Boltenhagener Hotel! Meine Phantasie schlägt jetzt nach dem Jetlag Purzelbäume, weil ich mir ausmale, wie wir den Gutschein bei einem gemeinsamen Essen auf den Kopf hauen …
Wie auch immer, ich freue mich sehr darüber. Das heißt also, wir werden uns auf jeden Fall im Januar oder Februar sehen?
Bis dahin habe ich dann auch meine Sinne wieder bei mir (oder verliere sie komplett?!). Ich komme mir nämlich noch etwas fremd vor, weiß nicht so recht, was ich mit mir und der Welt anfangen soll. Es ist, als säße ich unter einer Käseglocke.
Was bedeutet es für mich, dass wir uns bald sehen?
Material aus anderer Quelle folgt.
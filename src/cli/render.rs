use colored::*;

use crate::planner::TravelPlan;

/// Prints a plan as a readable itinerary. Missing sections are skipped.
pub(crate) fn print_plan(plan: &TravelPlan) {
    for line in plan_lines(plan) {
        println!("{line}");
    }
}

fn plan_lines(plan: &TravelPlan) -> Vec<String> {
    let mut lines = Vec::new();

    let title = match (plan.destination(), plan.duration()) {
        (Some(destination), Some(duration)) => format!("🌍 {destination} ({duration})"),
        (Some(destination), None) => format!("🌍 {destination}"),
        _ => "🌍 Travel plan".to_string(),
    };
    lines.push(title.bold().to_string());
    if let Some(summary) = plan.summary() {
        lines.push(summary.to_string());
    }

    let attractions = plan.attractions();
    if !attractions.is_empty() {
        section(&mut lines, "📍 Attractions");
        for attraction in &attractions {
            lines.push(format!(
                "  • {}{}",
                name_or_unnamed(&attraction.name).green(),
                suffix(&[&attraction.category, &attraction.price])
            ));
            push_detail(&mut lines, &attraction.description);
            push_detail(&mut lines, &attraction.tips);
        }
    }

    let accommodations = plan.accommodations();
    if !accommodations.is_empty() {
        section(&mut lines, "🏨 Accommodations");
        for stay in &accommodations {
            lines.push(format!(
                "  • {}{}",
                name_or_unnamed(&stay.name).green(),
                suffix(&[&stay.kind, &stay.price_estimate])
            ));
            if !stay.amenities.is_empty() {
                lines.push(format!("      {}", stay.amenities.join(", ")));
            }
        }
    }

    let restaurants = plan.restaurants();
    if !restaurants.is_empty() {
        section(&mut lines, "🍽️  Restaurants");
        for restaurant in &restaurants {
            lines.push(format!(
                "  • {}{}",
                name_or_unnamed(&restaurant.name).green(),
                suffix(&[&restaurant.cuisine, &restaurant.price_estimate])
            ));
            push_detail(&mut lines, &restaurant.specialty);
        }
    }

    let days = plan.daily_itinerary();
    if !days.is_empty() {
        section(&mut lines, "📅 Itinerary");
        for (index, day) in days.iter().enumerate() {
            let number = day.day.unwrap_or(index as u32 + 1);
            let theme = day.theme.as_deref().unwrap_or("");
            lines.push(format!("  Day {number} {theme}").trim_end().bold().to_string());
            for item in &day.schedule {
                lines.push(format!(
                    "    {} {}{}",
                    item.time.as_deref().unwrap_or("--:--").cyan(),
                    item.activity.as_deref().unwrap_or(""),
                    item.location
                        .as_deref()
                        .map(|location| format!(" @ {location}"))
                        .unwrap_or_default()
                ));
            }
        }
    }

    if let Some(budget) = plan.budget_summary() {
        section(&mut lines, "💰 Budget");
        for (label, value) in [
            ("Accommodation", &budget.accommodation),
            ("Food", &budget.food),
            ("Attractions", &budget.attractions),
            ("Transport", &budget.transport),
            ("Total", &budget.total),
        ] {
            if let Some(value) = value {
                lines.push(format!("  {label}: {value}"));
            }
        }
    }

    list_section(&mut lines, "💡 Local tips", &plan.local_tips());
    list_section(&mut lines, "🎒 Packing list", &plan.packing_list());

    lines
}

fn section(lines: &mut Vec<String>, title: &str) {
    lines.push(String::new());
    lines.push(title.bold().yellow().to_string());
}

fn list_section(lines: &mut Vec<String>, title: &str, items: &[String]) {
    if items.is_empty() {
        return;
    }
    section(lines, title);
    lines.extend(items.iter().map(|item| format!("  • {item}")));
}

fn push_detail(lines: &mut Vec<String>, detail: &Option<String>) {
    if let Some(detail) = detail.as_deref().filter(|text| !text.trim().is_empty()) {
        lines.push(format!("      {detail}"));
    }
}

fn name_or_unnamed(name: &Option<String>) -> &str {
    name.as_deref().unwrap_or("(unnamed)")
}

fn suffix(parts: &[&Option<String>]) -> String {
    let present: Vec<&str> = parts.iter().filter_map(|part| part.as_deref()).collect();
    if present.is_empty() {
        String::new()
    } else {
        format!(" ({})", present.join(", "))
    }
}

#[cfg(test)]
mod tests {
    use super::*;
    use crate::test_support::tokyo_plan_json;

    fn plain_lines(value: serde_json::Value) -> Vec<String> {
        colored::control::set_override(false);
        let plan: TravelPlan = serde_json::from_value(value).unwrap();
        plan_lines(&plan)
    }

    #[test]
    fn renders_every_section_of_a_full_plan() {
        let lines = plain_lines(tokyo_plan_json());
        let text = lines.join("\n");

        assert_eq!(lines[0], "🌍 Tokyo (2 nights 3 days)");
        assert!(text.contains("  • Senso-ji (Temple, Free)"));
        assert!(text.contains("  Day 3 Markets"));
        assert!(text.contains("    07:00 Breakfast @ Tsukiji"));
        assert!(text.contains("  Total: ¥64,000"));
        assert!(text.contains("🎒 Packing list"));
    }

    #[test]
    fn renders_partial_plan_without_panicking() {
        let lines = plain_lines(serde_json::json!({
            "dailyItinerary": [{"schedule": [{"activity": "Wander"}]}]
        }));

        assert_eq!(lines[0], "🌍 Travel plan");
        assert!(lines.iter().any(|line| line == "  Day 1"));
        assert!(lines.iter().any(|line| line == "    --:-- Wander"));
        assert!(!lines.iter().any(|line| line.contains("Budget")));
    }
}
Ich spüre nichts, außer dass ich weiß, dass ich mich freuen müsste. Genauso weiß ich auch, dass ich eigentlich dringend meine Mutter besuchen müsste, habe aber keine Lust dazu. Stattdessen war ich gestern noch schnell im Supermarkt einkaufen und habe mich für den Rest des Jahres mit Lebensmitteln versorgt. Irgendwie will ich nämlich gar nicht mehr raus. Habe ich eine Winterdepression?
Apropos. Wann geht denn Dein Flug nach New York?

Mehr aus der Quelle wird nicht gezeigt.